> [Action item]:
Starting at the line below holding "let Some(result) = &state.result else" and stopping at the line holding "egui::menu::bar(ui, |ui: &mut", print every line exactly, both ends included, and leave the rest out.

═══ Data extracts ═══

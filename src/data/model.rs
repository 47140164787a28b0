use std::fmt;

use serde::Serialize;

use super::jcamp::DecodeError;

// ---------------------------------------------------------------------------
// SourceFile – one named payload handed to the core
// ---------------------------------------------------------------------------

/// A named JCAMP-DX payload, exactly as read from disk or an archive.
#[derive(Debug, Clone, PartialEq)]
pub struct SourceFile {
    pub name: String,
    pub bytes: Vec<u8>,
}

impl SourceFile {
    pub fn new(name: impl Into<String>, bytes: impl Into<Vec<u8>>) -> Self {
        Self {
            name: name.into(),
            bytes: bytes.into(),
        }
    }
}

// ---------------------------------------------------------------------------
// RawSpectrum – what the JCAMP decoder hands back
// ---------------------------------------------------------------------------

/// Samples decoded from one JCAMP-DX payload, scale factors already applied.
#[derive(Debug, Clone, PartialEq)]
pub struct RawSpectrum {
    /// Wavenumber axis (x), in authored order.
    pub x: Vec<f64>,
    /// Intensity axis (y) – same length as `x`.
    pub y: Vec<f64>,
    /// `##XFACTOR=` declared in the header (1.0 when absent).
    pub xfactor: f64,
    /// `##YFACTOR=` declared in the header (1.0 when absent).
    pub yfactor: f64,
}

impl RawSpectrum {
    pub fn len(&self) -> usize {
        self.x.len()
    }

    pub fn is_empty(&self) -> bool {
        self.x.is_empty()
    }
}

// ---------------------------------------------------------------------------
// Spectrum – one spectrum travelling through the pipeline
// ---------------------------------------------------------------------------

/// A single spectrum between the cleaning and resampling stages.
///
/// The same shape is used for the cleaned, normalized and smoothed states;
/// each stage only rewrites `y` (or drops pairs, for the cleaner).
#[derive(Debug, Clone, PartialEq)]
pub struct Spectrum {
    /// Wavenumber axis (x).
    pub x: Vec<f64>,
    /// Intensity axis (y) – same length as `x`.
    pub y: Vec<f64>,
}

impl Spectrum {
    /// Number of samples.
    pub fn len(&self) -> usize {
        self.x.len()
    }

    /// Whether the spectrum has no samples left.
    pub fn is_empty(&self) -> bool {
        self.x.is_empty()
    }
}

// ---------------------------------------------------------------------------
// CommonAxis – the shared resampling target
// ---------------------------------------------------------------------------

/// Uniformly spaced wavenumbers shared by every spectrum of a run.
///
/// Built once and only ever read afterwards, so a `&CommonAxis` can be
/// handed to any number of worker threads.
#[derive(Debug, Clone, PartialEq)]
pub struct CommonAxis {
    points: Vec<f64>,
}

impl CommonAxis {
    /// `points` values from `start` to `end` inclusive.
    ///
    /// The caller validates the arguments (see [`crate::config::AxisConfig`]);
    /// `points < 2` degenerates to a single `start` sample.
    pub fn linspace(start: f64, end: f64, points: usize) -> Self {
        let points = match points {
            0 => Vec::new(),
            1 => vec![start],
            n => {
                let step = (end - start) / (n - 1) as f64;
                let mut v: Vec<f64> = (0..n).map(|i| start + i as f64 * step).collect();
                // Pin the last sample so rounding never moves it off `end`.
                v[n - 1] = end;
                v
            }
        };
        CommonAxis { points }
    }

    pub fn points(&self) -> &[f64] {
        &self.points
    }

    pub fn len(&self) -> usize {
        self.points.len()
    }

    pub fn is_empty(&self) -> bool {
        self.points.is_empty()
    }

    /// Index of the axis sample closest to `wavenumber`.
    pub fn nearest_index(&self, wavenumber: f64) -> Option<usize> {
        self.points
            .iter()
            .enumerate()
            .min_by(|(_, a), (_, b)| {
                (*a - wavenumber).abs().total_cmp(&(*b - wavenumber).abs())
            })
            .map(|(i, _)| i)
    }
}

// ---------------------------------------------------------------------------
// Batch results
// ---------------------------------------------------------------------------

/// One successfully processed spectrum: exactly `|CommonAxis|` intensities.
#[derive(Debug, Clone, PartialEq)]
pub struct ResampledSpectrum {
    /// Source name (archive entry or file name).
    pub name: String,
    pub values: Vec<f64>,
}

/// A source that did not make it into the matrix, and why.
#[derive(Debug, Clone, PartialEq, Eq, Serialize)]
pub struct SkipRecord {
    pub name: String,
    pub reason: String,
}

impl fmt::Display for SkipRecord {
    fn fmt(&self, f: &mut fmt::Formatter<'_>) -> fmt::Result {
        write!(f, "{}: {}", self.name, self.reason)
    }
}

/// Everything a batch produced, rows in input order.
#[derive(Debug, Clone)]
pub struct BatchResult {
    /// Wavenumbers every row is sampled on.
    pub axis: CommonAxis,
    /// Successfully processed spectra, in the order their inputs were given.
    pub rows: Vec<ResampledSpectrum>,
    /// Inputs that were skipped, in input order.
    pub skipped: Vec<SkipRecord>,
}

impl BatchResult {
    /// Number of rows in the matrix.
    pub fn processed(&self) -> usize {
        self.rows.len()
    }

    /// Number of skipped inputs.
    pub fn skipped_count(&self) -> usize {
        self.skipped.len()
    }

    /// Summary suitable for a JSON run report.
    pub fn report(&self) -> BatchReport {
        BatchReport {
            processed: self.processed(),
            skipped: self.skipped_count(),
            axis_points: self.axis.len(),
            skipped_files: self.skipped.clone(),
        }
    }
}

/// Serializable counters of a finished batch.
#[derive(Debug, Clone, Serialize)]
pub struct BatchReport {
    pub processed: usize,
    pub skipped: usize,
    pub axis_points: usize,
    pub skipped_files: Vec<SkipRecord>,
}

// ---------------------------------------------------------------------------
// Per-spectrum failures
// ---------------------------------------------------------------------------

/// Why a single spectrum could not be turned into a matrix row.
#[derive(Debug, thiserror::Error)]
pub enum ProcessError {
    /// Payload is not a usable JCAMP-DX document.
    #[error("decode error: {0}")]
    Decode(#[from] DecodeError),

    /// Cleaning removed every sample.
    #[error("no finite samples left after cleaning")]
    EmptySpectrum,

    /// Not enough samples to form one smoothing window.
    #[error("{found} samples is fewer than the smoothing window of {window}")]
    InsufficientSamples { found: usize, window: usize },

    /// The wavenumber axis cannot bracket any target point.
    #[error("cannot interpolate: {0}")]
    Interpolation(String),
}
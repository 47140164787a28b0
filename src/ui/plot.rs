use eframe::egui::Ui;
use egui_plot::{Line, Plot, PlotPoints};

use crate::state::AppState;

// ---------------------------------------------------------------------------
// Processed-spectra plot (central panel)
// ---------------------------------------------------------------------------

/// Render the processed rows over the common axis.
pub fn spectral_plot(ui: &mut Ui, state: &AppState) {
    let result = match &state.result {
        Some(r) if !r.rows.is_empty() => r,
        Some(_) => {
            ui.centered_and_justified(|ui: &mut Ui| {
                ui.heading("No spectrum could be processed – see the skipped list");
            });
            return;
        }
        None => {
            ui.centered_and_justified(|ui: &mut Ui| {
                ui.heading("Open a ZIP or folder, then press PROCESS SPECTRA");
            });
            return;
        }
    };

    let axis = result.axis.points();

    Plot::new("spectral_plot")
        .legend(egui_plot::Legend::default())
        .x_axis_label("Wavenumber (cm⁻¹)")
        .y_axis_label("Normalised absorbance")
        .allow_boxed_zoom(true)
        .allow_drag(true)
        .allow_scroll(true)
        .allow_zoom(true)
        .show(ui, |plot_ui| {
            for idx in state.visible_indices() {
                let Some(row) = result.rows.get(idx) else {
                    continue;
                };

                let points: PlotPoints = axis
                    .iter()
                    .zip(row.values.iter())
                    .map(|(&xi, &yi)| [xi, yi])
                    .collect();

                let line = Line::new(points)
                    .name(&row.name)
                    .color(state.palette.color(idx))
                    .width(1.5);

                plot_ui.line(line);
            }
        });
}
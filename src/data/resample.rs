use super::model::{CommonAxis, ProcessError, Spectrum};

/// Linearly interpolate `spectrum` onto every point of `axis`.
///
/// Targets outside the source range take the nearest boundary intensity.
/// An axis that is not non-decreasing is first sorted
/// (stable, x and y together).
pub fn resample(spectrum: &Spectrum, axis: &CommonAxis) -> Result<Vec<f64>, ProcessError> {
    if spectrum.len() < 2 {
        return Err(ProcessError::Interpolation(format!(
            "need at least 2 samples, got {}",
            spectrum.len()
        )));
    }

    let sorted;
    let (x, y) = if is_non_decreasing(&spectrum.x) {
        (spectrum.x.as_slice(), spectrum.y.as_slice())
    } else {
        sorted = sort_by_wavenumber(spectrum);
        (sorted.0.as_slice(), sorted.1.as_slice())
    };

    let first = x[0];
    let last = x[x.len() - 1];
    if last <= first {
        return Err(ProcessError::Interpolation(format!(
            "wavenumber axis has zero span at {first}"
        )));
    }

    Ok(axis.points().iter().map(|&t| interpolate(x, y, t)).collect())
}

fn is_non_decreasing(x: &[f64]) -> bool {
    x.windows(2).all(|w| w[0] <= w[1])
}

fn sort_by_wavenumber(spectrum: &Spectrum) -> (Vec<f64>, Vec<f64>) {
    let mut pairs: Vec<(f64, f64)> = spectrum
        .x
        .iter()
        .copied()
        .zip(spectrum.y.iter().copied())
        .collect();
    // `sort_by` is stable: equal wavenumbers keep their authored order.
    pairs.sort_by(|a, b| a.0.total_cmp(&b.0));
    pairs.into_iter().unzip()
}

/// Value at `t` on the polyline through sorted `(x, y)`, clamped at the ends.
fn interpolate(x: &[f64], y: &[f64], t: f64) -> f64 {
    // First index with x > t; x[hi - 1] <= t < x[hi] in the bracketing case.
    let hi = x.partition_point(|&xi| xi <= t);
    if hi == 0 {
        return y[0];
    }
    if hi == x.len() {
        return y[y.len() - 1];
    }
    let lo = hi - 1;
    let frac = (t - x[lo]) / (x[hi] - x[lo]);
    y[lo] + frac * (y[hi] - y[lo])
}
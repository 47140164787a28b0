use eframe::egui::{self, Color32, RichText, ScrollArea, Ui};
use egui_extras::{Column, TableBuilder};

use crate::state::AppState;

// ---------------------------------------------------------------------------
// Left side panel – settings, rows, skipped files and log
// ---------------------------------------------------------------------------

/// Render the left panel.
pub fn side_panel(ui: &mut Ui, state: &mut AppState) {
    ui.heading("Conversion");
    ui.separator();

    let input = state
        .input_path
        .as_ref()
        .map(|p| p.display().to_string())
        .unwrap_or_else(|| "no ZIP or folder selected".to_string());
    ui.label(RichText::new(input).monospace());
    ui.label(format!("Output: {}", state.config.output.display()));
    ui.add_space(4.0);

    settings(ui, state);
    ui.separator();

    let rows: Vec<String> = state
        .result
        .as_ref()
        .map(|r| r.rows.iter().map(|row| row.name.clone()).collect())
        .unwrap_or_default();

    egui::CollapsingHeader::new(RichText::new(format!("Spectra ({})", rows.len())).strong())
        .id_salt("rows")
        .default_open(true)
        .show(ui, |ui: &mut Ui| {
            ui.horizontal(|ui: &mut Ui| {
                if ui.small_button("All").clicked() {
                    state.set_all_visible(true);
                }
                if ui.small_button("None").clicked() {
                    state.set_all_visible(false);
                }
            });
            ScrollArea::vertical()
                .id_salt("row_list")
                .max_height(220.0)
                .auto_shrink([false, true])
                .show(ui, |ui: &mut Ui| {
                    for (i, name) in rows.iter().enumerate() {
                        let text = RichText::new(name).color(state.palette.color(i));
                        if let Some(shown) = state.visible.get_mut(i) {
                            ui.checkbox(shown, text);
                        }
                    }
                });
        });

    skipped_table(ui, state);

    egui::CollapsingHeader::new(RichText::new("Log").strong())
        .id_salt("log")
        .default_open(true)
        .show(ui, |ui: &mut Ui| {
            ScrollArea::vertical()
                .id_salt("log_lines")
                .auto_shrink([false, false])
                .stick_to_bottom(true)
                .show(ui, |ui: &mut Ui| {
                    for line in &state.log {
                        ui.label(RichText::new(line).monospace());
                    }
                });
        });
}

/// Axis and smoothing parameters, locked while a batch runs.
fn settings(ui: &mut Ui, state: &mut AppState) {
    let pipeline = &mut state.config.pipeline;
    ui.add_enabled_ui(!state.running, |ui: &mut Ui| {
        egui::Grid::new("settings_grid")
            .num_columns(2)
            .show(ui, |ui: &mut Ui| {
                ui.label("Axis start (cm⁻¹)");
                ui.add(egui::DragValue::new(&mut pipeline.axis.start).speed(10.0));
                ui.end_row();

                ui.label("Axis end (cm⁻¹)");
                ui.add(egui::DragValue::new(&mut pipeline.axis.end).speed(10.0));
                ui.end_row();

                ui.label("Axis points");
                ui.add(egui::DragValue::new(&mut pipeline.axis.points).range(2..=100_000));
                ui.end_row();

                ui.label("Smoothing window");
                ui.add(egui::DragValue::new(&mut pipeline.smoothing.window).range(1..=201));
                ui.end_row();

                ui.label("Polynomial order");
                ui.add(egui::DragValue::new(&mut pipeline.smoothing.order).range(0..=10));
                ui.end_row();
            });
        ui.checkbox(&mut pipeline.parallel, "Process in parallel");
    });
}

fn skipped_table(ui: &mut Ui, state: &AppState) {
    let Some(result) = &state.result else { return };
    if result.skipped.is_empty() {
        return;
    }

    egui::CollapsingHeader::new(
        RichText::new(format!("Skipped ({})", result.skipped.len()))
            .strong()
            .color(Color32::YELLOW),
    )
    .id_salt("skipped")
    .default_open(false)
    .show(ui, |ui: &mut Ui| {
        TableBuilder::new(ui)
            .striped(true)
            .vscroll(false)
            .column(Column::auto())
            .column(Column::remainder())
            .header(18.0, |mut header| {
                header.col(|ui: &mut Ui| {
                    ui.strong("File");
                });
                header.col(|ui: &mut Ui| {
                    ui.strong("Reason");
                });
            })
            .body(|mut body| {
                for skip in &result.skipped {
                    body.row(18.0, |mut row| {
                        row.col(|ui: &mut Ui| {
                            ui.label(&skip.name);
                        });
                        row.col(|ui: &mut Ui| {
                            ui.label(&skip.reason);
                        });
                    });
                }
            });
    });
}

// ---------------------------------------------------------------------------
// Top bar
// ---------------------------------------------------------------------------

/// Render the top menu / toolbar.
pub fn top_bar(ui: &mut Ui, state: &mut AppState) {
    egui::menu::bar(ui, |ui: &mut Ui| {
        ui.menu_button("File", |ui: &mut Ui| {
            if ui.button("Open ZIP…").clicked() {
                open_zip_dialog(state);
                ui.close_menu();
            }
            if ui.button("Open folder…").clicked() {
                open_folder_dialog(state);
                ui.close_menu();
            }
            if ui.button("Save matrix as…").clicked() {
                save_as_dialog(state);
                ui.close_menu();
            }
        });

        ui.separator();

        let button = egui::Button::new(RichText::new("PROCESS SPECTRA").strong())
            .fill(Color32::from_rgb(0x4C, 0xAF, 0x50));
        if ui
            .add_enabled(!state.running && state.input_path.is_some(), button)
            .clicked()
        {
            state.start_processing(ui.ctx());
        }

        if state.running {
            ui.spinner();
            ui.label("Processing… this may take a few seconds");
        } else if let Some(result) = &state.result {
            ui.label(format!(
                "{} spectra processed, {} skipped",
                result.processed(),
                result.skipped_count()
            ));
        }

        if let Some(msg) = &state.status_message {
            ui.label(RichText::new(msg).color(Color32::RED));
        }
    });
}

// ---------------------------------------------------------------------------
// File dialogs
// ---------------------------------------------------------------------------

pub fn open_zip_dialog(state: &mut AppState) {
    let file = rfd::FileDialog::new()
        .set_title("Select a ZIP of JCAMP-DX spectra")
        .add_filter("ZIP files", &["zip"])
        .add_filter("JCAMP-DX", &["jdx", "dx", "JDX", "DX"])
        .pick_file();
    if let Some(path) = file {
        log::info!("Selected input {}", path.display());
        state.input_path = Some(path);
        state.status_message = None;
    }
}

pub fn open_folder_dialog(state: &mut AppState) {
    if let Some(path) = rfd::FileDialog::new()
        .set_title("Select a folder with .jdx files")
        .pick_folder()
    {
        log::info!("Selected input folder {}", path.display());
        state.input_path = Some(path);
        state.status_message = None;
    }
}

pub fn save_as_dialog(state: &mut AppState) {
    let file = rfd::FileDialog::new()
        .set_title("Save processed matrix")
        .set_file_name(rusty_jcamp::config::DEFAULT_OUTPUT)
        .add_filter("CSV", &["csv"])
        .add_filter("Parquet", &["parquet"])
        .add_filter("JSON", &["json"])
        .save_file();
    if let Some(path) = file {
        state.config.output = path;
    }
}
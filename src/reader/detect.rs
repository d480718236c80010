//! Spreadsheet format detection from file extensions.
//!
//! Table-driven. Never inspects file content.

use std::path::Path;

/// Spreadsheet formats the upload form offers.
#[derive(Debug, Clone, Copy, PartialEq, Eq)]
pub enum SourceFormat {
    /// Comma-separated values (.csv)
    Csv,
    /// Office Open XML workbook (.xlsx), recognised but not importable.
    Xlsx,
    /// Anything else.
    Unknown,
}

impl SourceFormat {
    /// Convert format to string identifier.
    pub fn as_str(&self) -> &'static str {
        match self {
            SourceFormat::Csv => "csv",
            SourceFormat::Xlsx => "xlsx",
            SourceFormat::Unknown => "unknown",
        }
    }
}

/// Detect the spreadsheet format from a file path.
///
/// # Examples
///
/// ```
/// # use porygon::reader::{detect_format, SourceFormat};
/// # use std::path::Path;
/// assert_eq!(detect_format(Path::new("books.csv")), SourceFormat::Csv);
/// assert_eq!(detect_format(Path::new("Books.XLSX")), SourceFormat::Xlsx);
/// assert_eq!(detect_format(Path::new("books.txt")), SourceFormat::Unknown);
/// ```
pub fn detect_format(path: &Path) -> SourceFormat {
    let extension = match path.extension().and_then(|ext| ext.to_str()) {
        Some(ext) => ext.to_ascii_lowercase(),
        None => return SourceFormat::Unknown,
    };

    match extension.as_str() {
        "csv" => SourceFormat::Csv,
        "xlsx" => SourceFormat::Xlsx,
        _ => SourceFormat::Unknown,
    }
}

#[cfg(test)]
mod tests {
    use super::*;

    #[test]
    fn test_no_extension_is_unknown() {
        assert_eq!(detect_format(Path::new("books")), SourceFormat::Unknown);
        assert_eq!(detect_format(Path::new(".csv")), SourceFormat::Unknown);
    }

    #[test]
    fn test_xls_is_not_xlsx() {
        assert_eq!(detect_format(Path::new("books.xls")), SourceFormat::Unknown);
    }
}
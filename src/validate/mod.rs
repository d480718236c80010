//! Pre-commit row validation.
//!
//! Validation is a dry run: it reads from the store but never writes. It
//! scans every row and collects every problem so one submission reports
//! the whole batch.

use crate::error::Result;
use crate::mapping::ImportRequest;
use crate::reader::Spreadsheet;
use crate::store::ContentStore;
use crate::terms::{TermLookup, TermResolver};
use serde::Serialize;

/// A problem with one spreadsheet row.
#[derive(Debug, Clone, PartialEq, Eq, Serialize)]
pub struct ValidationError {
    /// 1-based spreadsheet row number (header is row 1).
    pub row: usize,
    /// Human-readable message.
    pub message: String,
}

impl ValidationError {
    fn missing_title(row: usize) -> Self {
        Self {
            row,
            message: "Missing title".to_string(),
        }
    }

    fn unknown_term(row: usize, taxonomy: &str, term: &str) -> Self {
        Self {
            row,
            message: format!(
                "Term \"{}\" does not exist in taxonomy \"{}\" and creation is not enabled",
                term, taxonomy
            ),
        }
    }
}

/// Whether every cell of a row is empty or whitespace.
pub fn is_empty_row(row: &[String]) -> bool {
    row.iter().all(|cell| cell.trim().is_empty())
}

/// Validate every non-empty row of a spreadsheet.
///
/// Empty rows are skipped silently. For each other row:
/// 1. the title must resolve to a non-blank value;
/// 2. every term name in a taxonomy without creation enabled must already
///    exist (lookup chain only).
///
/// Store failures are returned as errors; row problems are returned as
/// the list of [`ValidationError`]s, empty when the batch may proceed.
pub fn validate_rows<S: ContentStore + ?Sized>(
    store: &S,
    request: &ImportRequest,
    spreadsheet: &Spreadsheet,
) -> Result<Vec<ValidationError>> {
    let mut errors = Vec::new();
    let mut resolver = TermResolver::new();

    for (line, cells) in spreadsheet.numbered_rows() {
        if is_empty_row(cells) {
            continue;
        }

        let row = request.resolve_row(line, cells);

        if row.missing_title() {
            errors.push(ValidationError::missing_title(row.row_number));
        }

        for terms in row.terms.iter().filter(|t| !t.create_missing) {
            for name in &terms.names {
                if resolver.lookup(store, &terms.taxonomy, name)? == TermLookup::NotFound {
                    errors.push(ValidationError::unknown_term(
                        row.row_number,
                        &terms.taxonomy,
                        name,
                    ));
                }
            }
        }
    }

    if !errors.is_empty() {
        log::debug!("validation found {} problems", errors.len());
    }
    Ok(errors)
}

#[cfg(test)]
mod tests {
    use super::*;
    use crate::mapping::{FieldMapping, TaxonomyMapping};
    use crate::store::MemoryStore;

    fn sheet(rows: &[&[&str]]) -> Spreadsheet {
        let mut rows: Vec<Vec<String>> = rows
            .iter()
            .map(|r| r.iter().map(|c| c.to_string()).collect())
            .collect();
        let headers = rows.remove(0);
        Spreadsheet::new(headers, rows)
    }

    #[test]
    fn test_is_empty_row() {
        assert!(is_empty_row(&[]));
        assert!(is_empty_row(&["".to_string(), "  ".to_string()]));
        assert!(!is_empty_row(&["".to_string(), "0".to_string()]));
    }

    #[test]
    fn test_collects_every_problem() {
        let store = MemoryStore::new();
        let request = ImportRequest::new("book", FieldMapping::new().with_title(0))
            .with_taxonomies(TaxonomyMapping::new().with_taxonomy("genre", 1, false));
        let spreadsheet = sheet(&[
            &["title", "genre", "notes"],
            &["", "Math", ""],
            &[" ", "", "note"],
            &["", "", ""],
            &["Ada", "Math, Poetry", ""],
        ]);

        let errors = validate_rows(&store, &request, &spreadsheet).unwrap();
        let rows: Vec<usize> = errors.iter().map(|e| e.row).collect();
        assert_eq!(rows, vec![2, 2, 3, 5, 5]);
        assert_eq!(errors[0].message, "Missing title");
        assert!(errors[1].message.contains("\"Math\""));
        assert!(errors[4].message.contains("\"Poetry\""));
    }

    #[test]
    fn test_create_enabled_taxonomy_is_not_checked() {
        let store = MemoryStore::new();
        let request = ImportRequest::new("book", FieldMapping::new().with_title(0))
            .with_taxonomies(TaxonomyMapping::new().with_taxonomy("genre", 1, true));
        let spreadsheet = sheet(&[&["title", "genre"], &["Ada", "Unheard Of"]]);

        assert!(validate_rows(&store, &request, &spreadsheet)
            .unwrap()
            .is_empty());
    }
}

═══

> [Response area]:
    let Some(result) = &state.result else { return };
    if result.skipped.is_empty() {
        return;
    }

    egui::CollapsingHeader::new(
        RichText::new(format!("Skipped ({})", result.skipped.len()))
            .strong()
            .color(Color32::YELLOW),
    )
    .id_salt("skipped")
    .default_open(false)
    .show(ui, |ui: &mut Ui| {
        TableBuilder::new(ui)
            .striped(true)
            .vscroll(false)
            .column(Column::auto())
            .column(Column::remainder())
            .header(18.0, |mut header| {
                header.col(|ui: &mut Ui| {
                    ui.strong("File");
                });
                header.col(|ui: &mut Ui| {
                    ui.strong("Reason");
                });
            })
            .body(|mut body| {
                for skip in &result.skipped {
                    body.row(18.0, |mut row| {
                        row.col(|ui: &mut Ui| {
                            ui.label(&skip.name);
                        });
                        row.col(|ui: &mut Ui| {
                            ui.label(&skip.reason);
                        });
                    });
                }
            });
    });
}

// ---------------------------------------------------------------------------
// Top bar
// ---------------------------------------------------------------------------

/// Render the top menu / toolbar.
pub fn top_bar(ui: &mut Ui, state: &mut AppState) {
    egui::menu::bar(ui, |ui: &mut Ui| {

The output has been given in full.